TASK DESCRIPTION → Each entry below is to be extracted exactly.

Excerpts from a dataset:
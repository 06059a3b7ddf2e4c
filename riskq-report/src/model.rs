use chrono::{DateTime, Utc};
use serde::{Deserialize, Serialize};
use ts_rs::TS;

use riskq_charts::{ScenarioPoint, SeriesPoint};
use riskq_core::errors::ExportError;

#[derive(Debug, Clone, PartialEq, Serialize, Deserialize, TS)]
#[ts(export)]
pub struct KeyValueRow {
    pub key: String,
    pub value: String,
}

impl KeyValueRow {
    pub fn new(key: impl Into<String>, value: impl Into<String>) -> Self {
        Self {
            key: key.into(),
            value: value.into(),
        }
    }
}

#[derive(Debug, Clone, PartialEq, Serialize, Deserialize, TS)]
#[ts(export)]
#[serde(tag = "type", content = "points", rename_all = "snake_case")]
pub enum ChartSeries {
    Bars(Vec<SeriesPoint>),
    Scenarios(Vec<ScenarioPoint>),
}

/// One unit of report content. Pagination never splits a block.
#[derive(Debug, Clone, PartialEq, Serialize, Deserialize, TS)]
#[ts(export)]
#[serde(tag = "kind", rename_all = "snake_case")]
pub enum Block {
    Heading { level: u8, text: String },
    Paragraph { text: String },
    KeyValue { rows: Vec<KeyValueRow> },
    Chart { title: String, series: ChartSeries },
    /// Shown in place of every aggregate-driven block when no aggregate
    /// could be computed.
    Unavailable { message: String },
}

#[derive(Debug, Clone, PartialEq, Serialize, Deserialize, TS)]
#[ts(export)]
pub struct Page {
    /// 1-based.
    pub number: usize,
    pub blocks: Vec<Block>,
}

/// The exported document.
#[derive(Debug, Clone, PartialEq, Serialize, Deserialize, TS)]
#[ts(export)]
pub struct Report {
    pub title: String,
    pub risk_file_id: String,
    pub generated_at: DateTime<Utc>,
    pub pages: Vec<Page>,
    /// blake3 hex digest of the serialized pages.
    pub checksum: String,
}

impl Report {
    pub(crate) fn new(
        title: String,
        risk_file_id: String,
        pages: Vec<Page>,
    ) -> Result<Self, ExportError> {
        let checksum = content_checksum(&pages)?;
        Ok(Self {
            title,
            risk_file_id,
            generated_at: Utc::now(),
            pages,
            checksum,
        })
    }

    pub fn page_count(&self) -> usize {
        self.pages.len()
    }

    pub fn blocks(&self) -> impl Iterator<Item = &Block> {
        self.pages.iter().flat_map(|p| p.blocks.iter())
    }

    /// True when the pages still match the recorded checksum.
    pub fn verify(&self) -> bool {
        content_checksum(&self.pages).is_ok_and(|c| c == self.checksum)
    }

    /// Serialize the document artifact.
    pub fn to_bytes(&self) -> Result<Vec<u8>, ExportError> {
        serde_json::to_vec_pretty(self).map_err(|e| ExportError::Render {
            message: e.to_string(),
        })
    }

    pub fn from_bytes(bytes: &[u8]) -> Result<Self, ExportError> {
        serde_json::from_slice(bytes).map_err(|e| ExportError::Parse {
            name: "report".to_string(),
            message: e.to_string(),
        })
    }
}

fn content_checksum(pages: &[Page]) -> Result<String, ExportError> {
    let bytes = serde_json::to_vec(pages).map_err(|e| ExportError::Render {
        message: e.to_string(),
    })?;
    Ok(blake3::hash(&bytes).to_hex().to_string())
}
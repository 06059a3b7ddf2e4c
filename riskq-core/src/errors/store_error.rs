use super::error_code::{self, ErrorCode};

/// Remote data store errors.
#[derive(Debug, Clone, PartialEq, thiserror::Error)]
pub enum StoreError {
    #[error("{entity} {id} not found")]
    NotFound { entity: &'static str, id: String },

    #[error("save rejected for {entity} {id}: {reason}")]
    Rejected {
        entity: &'static str,
        id: String,
        reason: String,
    },

    #[error("store unavailable: {reason}")]
    Unavailable { reason: String },
}

impl ErrorCode for StoreError {
    fn error_code(&self) -> &'static str {
        match self {
            StoreError::NotFound { .. } => error_code::NOT_FOUND,
            _ => error_code::STORE_ERROR,
        }
    }
}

SOLUTION BELOW →
repository 06059a3b7ddf2e4c
filename riskq-report/src/model.rs
use chrono::{DateTime, Utc};
use serde::{Deserialize, Serialize};
use ts_rs::TS;

use riskq_charts::{ScenarioPoint, SeriesPoint};
use riskq_core::errors::ExportError;

#[derive(Debug, Clone, PartialEq, Serialize, Deserialize, TS)]
#[ts(export)]
pub struct KeyValueRow {
    pub key: String,
    pub value: String,
}

impl KeyValueRow {
    pub fn new(key: impl Into<String>, value: impl Into<String>) -> Self {
        Self {
            key: key.into(),
            value: value.into(),
        }
    }
}

#[derive(Debug, Clone, PartialEq, Serialize, Deserialize, TS)]
#[ts(export)]
#[serde(tag = "type", content = "points", rename_all = "snake_case")]
pub enum ChartSeries {
    Bars(Vec<SeriesPoint>),
    Scenarios(Vec<ScenarioPoint>),
}

/// One unit of report content. Pagination never splits a block.
#[derive(Debug, Clone, PartialEq, Serialize, Deserialize, TS)]
#[ts(export)]
#[serde(tag = "kind", rename_all = "snake_case")]
pub enum Block {
    Heading { level: u8, text: String },
    Paragraph { text: String },
    KeyValue { rows: Vec<KeyValueRow> },
    Chart { title: String, series: ChartSeries },
    /// Shown in place of every aggregate-driven block when no aggregate
    /// could be computed.
    Unavailable { message: String },
}

#[derive(Debug, Clone, PartialEq, Serialize, Deserialize, TS)]
#[ts(export)]
pub struct Page {
    /// 1-based.
    pub number: usize,
    pub blocks: Vec<Block>,
}

/// The exported document.
#[derive(Debug, Clone, PartialEq, Serialize, Deserialize, TS)]
#[ts(export)]
pub struct Report {
    pub title: String,
    pub risk_file_id: String,
    pub generated_at: DateTime<Utc>,
    pub pages: Vec<Page>,
    /// blake3 hex digest of the serialized pages.
    pub checksum: String,
}

impl Report {
    pub(crate) fn new(
        title: String,
        risk_file_id: String,
        pages: Vec<Page>,
    ) -> Result<Self, ExportError> {
        let checksum = content_checksum(&pages)?;
        Ok(Self {
            title,
            risk_file_id,
            generated_at: Utc::now(),
            pages,
            checksum,
        })
    }

    pub fn page_count(&self) -> usize {
        self.pages.len()
    }

    pub fn blocks(&self) -> impl Iterator<Item = &Block> {
        self.pages.iter().flat_map(|p| p.blocks.iter())
    }

    /// True when the pages still match the recorded checksum.
    pub fn verify(&self) -> bool {
        content_checksum(&self.pages).is_ok_and(|c| c == self.checksum)
    }

    /// Serialize the document artifact.
    pub fn to_bytes(&self) -> Result<Vec<u8>, ExportError> {
        serde_json::to_vec_pretty(self).map_err(|e| ExportError::Render {
            message: e.to_string(),
        })
    }

    pub fn from_bytes(bytes: &[u8]) -> Result<Self, ExportError> {
        serde_json::from_slice(bytes).map_err(|e| ExportError::Parse {
            name: "report".to_string(),
            message: e.to_string(),
        })
    }
}

fn content_checksum(pages: &[Page]) -> Result<String, ExportError> {
    let bytes = serde_json::to_vec(pages).map_err(|e| ExportError::Render {
        message: e.to_string(),
    })?;
    Ok(blake3::hash(&bytes).to_hex().to_string())
}
repository 06059a3b7ddf2e4c
filename riskq-core/src/errors/store_error.rs
use super::error_code::{self, ErrorCode};

/// Remote data store errors.
#[derive(Debug, Clone, PartialEq, thiserror::Error)]
pub enum StoreError {
    #[error("{entity} {id} not found")]
    NotFound { entity: &'static str, id: String },

    #[error("save rejected for {entity} {id}: {reason}")]
    Rejected {
        entity: &'static str,
        id: String,
        reason: String,
    },

    #[error("store unavailable: {reason}")]
    Unavailable { reason: String },
}

impl ErrorCode for StoreError {
    fn error_code(&self) -> &'static str {
        match self {
            StoreError::NotFound { .. } => error_code::NOT_FOUND,
            _ => error_code::STORE_ERROR,
        }
    }
}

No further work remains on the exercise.